Still reading Austin, [here below], [and here], [and again], [and earlier], [and originally], and finding new items all the time.
More apparent how he is linking deliberately learned meditative states with other altered brain states achieved by other physical and chemical abnormalities.
Two amazing items in one. Looking at the classic view of left- and right-brain caricatures (see up to date McGilchrist work), he points out that there are really only tendencies for certain functions to predominate in one or other half, but that at any time the way each half functions can be distinctly different and asynchronous, due to the special way limited types of cortical and sub-cortical cross communications have evolved between the two halves. This allows each half to have different processing strategies. It is perfectly possibly for one half to be processing holistic conceptual pre-cognitive ideas before assigning individual lingusitic tokens to the concept, then recognised by the other half. Quite possible to “experience” pain, for example, without recognising that it hurts and causes suffering.
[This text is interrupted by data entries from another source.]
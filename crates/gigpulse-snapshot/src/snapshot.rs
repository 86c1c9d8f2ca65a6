//! Metrics snapshot model
//!
//! A snapshot is a best-effort read of one marketplace dashboard. Every
//! section is independently nullable so a missing field never poisons the
//! rest of the structure:
//! - Leaf values are `Option`s (null in JSON when not extracted)
//! - Floating point leaves are forced finite through [`finite`]
//! - Whole-section failures are recorded in `section_failures`

use crate::platform::Platform;
use chrono::{DateTime, Utc};
use serde::{Deserialize, Serialize};

/// Keep only finite floats
///
/// NaN and infinities become `None`, so every serialized leaf is a finite
/// number or null.
#[inline]
#[must_use]
pub fn finite(value: f64) -> Option<f64> {
    value.is_finite().then_some(value)
}

/// Money figures, in the account currency
#[derive(Debug, Clone, Copy, Default, PartialEq, Serialize, Deserialize)]
pub struct Earnings {
    /// Available for withdrawal
    pub available: Option<f64>,
    /// Pending clearance
    pub pending: Option<f64>,
    /// Work in progress / in escrow
    pub in_progress: Option<f64>,
    /// Earned in the current month
    pub this_month: Option<f64>,
}

impl Earnings {
    /// Build from raw values, dropping non-finite numbers
    #[must_use]
    pub fn from_raw(
        available: Option<f64>,
        pending: Option<f64>,
        in_progress: Option<f64>,
        this_month: Option<f64>,
    ) -> Self {
        Self {
            available: available.and_then(finite),
            pending: pending.and_then(finite),
            in_progress: in_progress.and_then(finite),
            this_month: this_month.and_then(finite),
        }
    }

    /// True when nothing was extracted
    #[inline]
    #[must_use]
    pub fn is_empty(&self) -> bool {
        self.available.is_none()
            && self.pending.is_none()
            && self.in_progress.is_none()
            && self.this_month.is_none()
    }
}

/// Fiverr order counters
#[derive(Debug, Clone, Copy, Default, PartialEq, Eq, Serialize, Deserialize)]
pub struct OrderCounts {
    pub active: Option<u64>,
    pub late: Option<u64>,
    pub delivered: Option<u64>,
    pub completed: Option<u64>,
}

impl OrderCounts {
    /// Section default: every counter zero
    #[must_use]
    pub fn zeroed() -> Self {
        Self {
            active: Some(0),
            late: Some(0),
            delivered: Some(0),
            completed: Some(0),
        }
    }
}

/// Upwork proposal counters
#[derive(Debug, Clone, Copy, Default, PartialEq, Eq, Serialize, Deserialize)]
pub struct ProposalCounts {
    pub sent: Option<u64>,
    pub viewed: Option<u64>,
    pub interviewing: Option<u64>,
    pub offers: Option<u64>,
}

impl ProposalCounts {
    /// Section default: every counter zero
    #[must_use]
    pub fn zeroed() -> Self {
        Self {
            sent: Some(0),
            viewed: Some(0),
            interviewing: Some(0),
            offers: Some(0),
        }
    }
}

/// Inbox counters
#[derive(Debug, Clone, Copy, Default, PartialEq, Eq, Serialize, Deserialize)]
pub struct InboxCounts {
    pub unread: Option<u64>,
}

impl InboxCounts {
    /// Section default: no unread messages
    #[must_use]
    pub fn zeroed() -> Self {
        Self { unread: Some(0) }
    }
}

/// Account-level profile figures
#[derive(Debug, Clone, Copy, Default, PartialEq, Serialize, Deserialize)]
pub struct ProfileStats {
    /// Response rate in percent
    pub response_rate: Option<f64>,
    /// Average rating (0-5)
    pub rating: Option<f64>,
    /// Upwork connects balance
    pub connects: Option<u64>,
}

impl ProfileStats {
    /// Build from raw values, dropping non-finite numbers
    #[must_use]
    pub fn from_raw(response_rate: Option<f64>, rating: Option<f64>, connects: Option<u64>) -> Self {
        Self {
            response_rate: response_rate.and_then(finite),
            rating: rating.and_then(finite),
            connects,
        }
    }
}

/// One gig (Fiverr) or catalog project (Upwork)
#[derive(Debug, Clone, Default, PartialEq, Eq, Serialize, Deserialize)]
pub struct Listing {
    pub title: String,
    pub status: Option<String>,
    pub impressions: Option<u64>,
    pub clicks: Option<u64>,
    pub orders: Option<u64>,
}

impl Listing {
    /// Listing with only a title
    #[inline]
    #[must_use]
    pub fn titled(title: impl Into<String>) -> Self {
        Self {
            title: title.into(),
            ..Self::default()
        }
    }
}

/// One job suggested by the marketplace
#[derive(Debug, Clone, Default, PartialEq, Eq, Serialize, Deserialize)]
pub struct JobMatch {
    pub title: String,
    pub budget: Option<String>,
    pub posted: Option<String>,
    pub url: Option<String>,
}

/// A section that fell back to its default
#[derive(Debug, Clone, PartialEq, Eq, Serialize, Deserialize)]
pub struct SectionFailure {
    pub section: String,
    pub error: String,
}

/// Point-in-time read of one marketplace dashboard
#[derive(Debug, Clone, PartialEq, Serialize, Deserialize)]
pub struct MetricsSnapshot {
    pub platform: Platform,
    pub captured_at: DateTime<Utc>,
    pub success: bool,
    #[serde(default)]
    pub earnings: Option<Earnings>,
    #[serde(default)]
    pub orders: Option<OrderCounts>,
    #[serde(default)]
    pub proposals: Option<ProposalCounts>,
    #[serde(default)]
    pub inbox: Option<InboxCounts>,
    #[serde(default)]
    pub profile: Option<ProfileStats>,
    #[serde(default)]
    pub listings: Vec<Listing>,
    #[serde(default)]
    pub job_matches: Vec<JobMatch>,
    #[serde(default)]
    pub section_failures: Vec<SectionFailure>,
}

impl MetricsSnapshot {
    /// Empty snapshot; sections are filled in by the extractor
    #[must_use]
    pub fn new(platform: Platform, captured_at: DateTime<Utc>) -> Self {
        Self {
            platform,
            captured_at,
            success: false,
            earnings: None,
            orders: None,
            proposals: None,
            inbox: None,
            profile: None,
            listings: Vec::new(),
            job_matches: Vec::new(),
            section_failures: Vec::new(),
        }
    }

    /// Record a section that fell back to its default
    pub fn record_failure(&mut self, section: impl Into<String>, error: impl ToString) {
        self.section_failures.push(SectionFailure {
            section: section.into(),
            error: error.to_string(),
        });
    }

    /// Set `success` from how many of `sections_total` sections failed
    pub fn finalize(&mut self, sections_total: usize) {
        self.success = self.section_failures.len() < sections_total;
    }

    /// Sum of listing impressions, `None` if no listing reported any
    #[must_use]
    pub fn total_impressions(&self) -> Option<u64> {
        self.listings
            .iter()
            .filter_map(|l| l.impressions)
            .fold(None, |acc, n| Some(acc.unwrap_or(0).saturating_add(n)))
    }

    /// Unread messages, if known
    #[inline]
    #[must_use]
    pub fn unread(&self) -> Option<u64> {
        self.inbox.and_then(|i| i.unread)
    }
}

#[cfg(test)]
mod tests {
    use super::*;
    use chrono::TimeZone;
    use proptest::prelude::*;

    fn at() -> DateTime<Utc> {
        Utc.with_ymd_and_hms(2026, 10, 17, 3, 0, 0).unwrap()
    }

    fn assert_leaves_ok(value: &serde_json::Value) {
        match value {
            serde_json::Value::Number(n) => {
                assert!(n.as_f64().map_or(true, f64::is_finite), "non-finite leaf {n}");
            }
            serde_json::Value::Object(map) => map.values().for_each(assert_leaves_ok),
            serde_json::Value::Array(items) => items.iter().for_each(assert_leaves_ok),
            _ => {}
        }
    }

    #[test]
    fn finite_rejects_nan_and_infinity() {
        assert_eq!(finite(1.5), Some(1.5));
        assert_eq!(finite(f64::NAN), None);
        assert_eq!(finite(f64::INFINITY), None);
        assert_eq!(finite(f64::NEG_INFINITY), None);
    }

    #[test]
    fn missing_sections_serialize_as_null() {
        let snap = MetricsSnapshot::new(Platform::Fiverr, at());
        let json = serde_json::to_value(&snap).unwrap();
        assert_eq!(json["platform"], "fiverr");
        assert_eq!(json["success"], false);
        assert!(json["earnings"].is_null());
        assert!(json["orders"].is_null());
        assert_eq!(json["listings"], serde_json::json!([]));
    }

    #[test]
    fn old_files_without_optional_sections_still_load() {
        let raw = r#"{"platform":"upwork","captured_at":"2026-10-16T03:00:00Z","success":true}"#;
        let snap: MetricsSnapshot = serde_json::from_str(raw).unwrap();
        assert_eq!(snap.platform, Platform::Upwork);
        assert!(snap.listings.is_empty());
        assert!(snap.section_failures.is_empty());
    }

    #[test]
    fn finalize_fails_only_when_every_section_failed() {
        let mut snap = MetricsSnapshot::new(Platform::Fiverr, at());
        snap.record_failure("orders", "timeout");
        snap.finalize(4);
        assert!(snap.success);

        let mut snap = MetricsSnapshot::new(Platform::Fiverr, at());
        for s in ["a", "b"] {
            snap.record_failure(s, "boom");
        }
        snap.finalize(2);
        assert!(!snap.success);
    }

    #[test]
    fn total_impressions_ignores_unknown_listings() {
        let mut snap = MetricsSnapshot::new(Platform::Fiverr, at());
        assert_eq!(snap.total_impressions(), None);
        snap.listings.push(Listing {
            impressions: Some(100),
            ..Listing::titled("a")
        });
        snap.listings.push(Listing::titled("b"));
        snap.listings.push(Listing {
            impressions: Some(20),
            ..Listing::titled("c")
        });
        assert_eq!(snap.total_impressions(), Some(120));
    }

    #[test]
    fn total_impressions_saturates() {
        let mut snap = MetricsSnapshot::new(Platform::Fiverr, at());
        for title in ["a", "b"] {
            snap.listings.push(Listing {
                impressions: Some(u64::MAX - 1),
                ..Listing::titled(title)
            });
        }
        assert_eq!(snap.total_impressions(), Some(u64::MAX));
    }

    proptest! {
        #[test]
        fn prop_snapshot_leaves_are_finite_or_null(
            available in any::<f64>(),
            pending in any::<f64>(),
            rate in any::<f64>(),
            active in proptest::option::of(any::<u64>()),
            title in ".{0,40}",
        ) {
            let mut snap = MetricsSnapshot::new(Platform::Fiverr, at());
            snap.earnings = Some(Earnings::from_raw(Some(available), Some(pending), None, None));
            snap.profile = Some(ProfileStats::from_raw(Some(rate), None, None));
            snap.orders = Some(OrderCounts { active, ..OrderCounts::default() });
            snap.listings.push(Listing::titled(title));

            let json = serde_json::to_value(&snap).unwrap();
            assert_leaves_ok(&json);
        }
    }
}
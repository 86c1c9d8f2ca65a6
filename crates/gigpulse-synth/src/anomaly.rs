//! Day-over-day anomaly detection
//!
//! A metric is anomalous when it fell by more than the threshold relative
//! to yesterday. Metrics missing on either day are never anomalous.

use gigpulse_snapshot::{MetricsSnapshot, Platform};
use serde::Serialize;

/// Default relative drop that counts as an anomaly
pub const DEFAULT_DROP_THRESHOLD: f64 = 0.20;

/// A metric that dropped sharply since yesterday
#[derive(Debug, Clone, PartialEq, Serialize)]
pub struct Anomaly {
    pub platform: Platform,
    pub metric: &'static str,
    pub previous: f64,
    pub current: f64,
    /// Relative drop, `0.25` = 25%
    pub drop: f64,
}

impl Anomaly {
    /// Drop as a whole percentage
    #[must_use]
    pub fn drop_percent(&self) -> u32 {
        #[allow(clippy::cast_possible_truncation, clippy::cast_sign_loss)]
        let pct = (self.drop * 100.0).round() as u32;
        pct
    }
}

#[allow(clippy::cast_precision_loss)]
fn count(value: Option<u64>) -> Option<f64> {
    value.map(|v| v as f64)
}

/// Metrics compared across days, by display name
#[must_use]
pub fn tracked_metrics(snapshot: &MetricsSnapshot) -> Vec<(&'static str, Option<f64>)> {
    let earnings = snapshot.earnings.unwrap_or_default();
    let profile = snapshot.profile.unwrap_or_default();
    let mut metrics = vec![
        ("Available", earnings.available),
        ("Earned This Month", earnings.this_month),
    ];
    match snapshot.platform {
        Platform::Fiverr => {
            let orders = snapshot.orders.unwrap_or_default();
            metrics.extend([
                ("Active Orders", count(orders.active)),
                ("Completed Orders", count(orders.completed)),
                ("Gig Impressions", count(snapshot.total_impressions())),
                ("Response Rate", profile.response_rate),
            ]);
        }
        Platform::Upwork => {
            let proposals = snapshot.proposals.unwrap_or_default();
            metrics.extend([
                ("Proposals Sent", count(proposals.sent)),
                ("Interviews", count(proposals.interviewing)),
                ("Offers", count(proposals.offers)),
                ("Catalog Impressions", count(snapshot.total_impressions())),
            ]);
        }
    }
    metrics
}

/// Metrics of `today` that fell by more than `threshold` against `yesterday`
#[must_use]
pub fn detect_anomalies(
    today: &MetricsSnapshot,
    yesterday: &MetricsSnapshot,
    threshold: f64,
) -> Vec<Anomaly> {
    if today.platform != yesterday.platform {
        return Vec::new();
    }
    let previous = tracked_metrics(yesterday);
    tracked_metrics(today)
        .into_iter()
        .zip(previous)
        .filter_map(|((metric, current), (_, previous))| {
            let (current, previous) = (current?, previous?);
            if previous <= 0.0 {
                return None;
            }
            let drop = (previous - current) / previous;
            (drop > threshold).then_some(Anomaly {
                platform: today.platform,
                metric,
                previous,
                current,
                drop,
            })
        })
        .collect()
}

#[cfg(test)]
mod tests {
    use super::*;
    use chrono::Utc;
    use gigpulse_snapshot::{Earnings, OrderCounts};

    fn fiverr(available: Option<f64>, active: Option<u64>) -> MetricsSnapshot {
        let mut snap = MetricsSnapshot::new(Platform::Fiverr, Utc::now());
        snap.earnings = Some(Earnings { available, ..Earnings::default() });
        snap.orders = Some(OrderCounts { active, ..OrderCounts::default() });
        snap
    }

    #[test]
    fn flags_drop_above_threshold() {
        let anomalies = detect_anomalies(
            &fiverr(Some(70.0), Some(4)),
            &fiverr(Some(100.0), Some(4)),
            DEFAULT_DROP_THRESHOLD,
        );
        assert_eq!(anomalies.len(), 1);
        assert_eq!(anomalies[0].metric, "Available");
        assert_eq!(anomalies[0].drop_percent(), 30);
    }

    #[test]
    fn exactly_threshold_is_not_flagged() {
        let anomalies = detect_anomalies(
            &fiverr(Some(80.0), None),
            &fiverr(Some(100.0), None),
            DEFAULT_DROP_THRESHOLD,
        );
        assert!(anomalies.is_empty());
    }

    #[test]
    fn missing_or_zero_baseline_is_ignored() {
        let anomalies = detect_anomalies(
            &fiverr(Some(0.0), Some(0)),
            &fiverr(None, Some(0)),
            DEFAULT_DROP_THRESHOLD,
        );
        assert!(anomalies.is_empty());
    }

    #[test]
    fn increases_are_not_anomalies() {
        let anomalies = detect_anomalies(
            &fiverr(Some(150.0), Some(9)),
            &fiverr(Some(100.0), Some(3)),
            DEFAULT_DROP_THRESHOLD,
        );
        assert!(anomalies.is_empty());
    }
}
Both meditative and opiate analgesic effects can be explained by the same physiology.
A key aspect of the Brian Josephson paper I linked to here is that using an object oriented programming metaphor for the brain, is that OO involves processing “classes”, conceptual objects where we have as yet not given any name to the individual experienced. The rose before the name.
Experiencing pain without hurting is the classic bed-of-nails / walk-on-red-hot-coals idea (can’t stop the physical damage of course – flesh punctures and burns). Reminds me of David Lean’s introductory caricature of Ned in Lawrence of Arabia, putting out the match with his finger. “Oh yes it still hurts, the [learned] trick is not minding.”
“Minding” – This is coming together.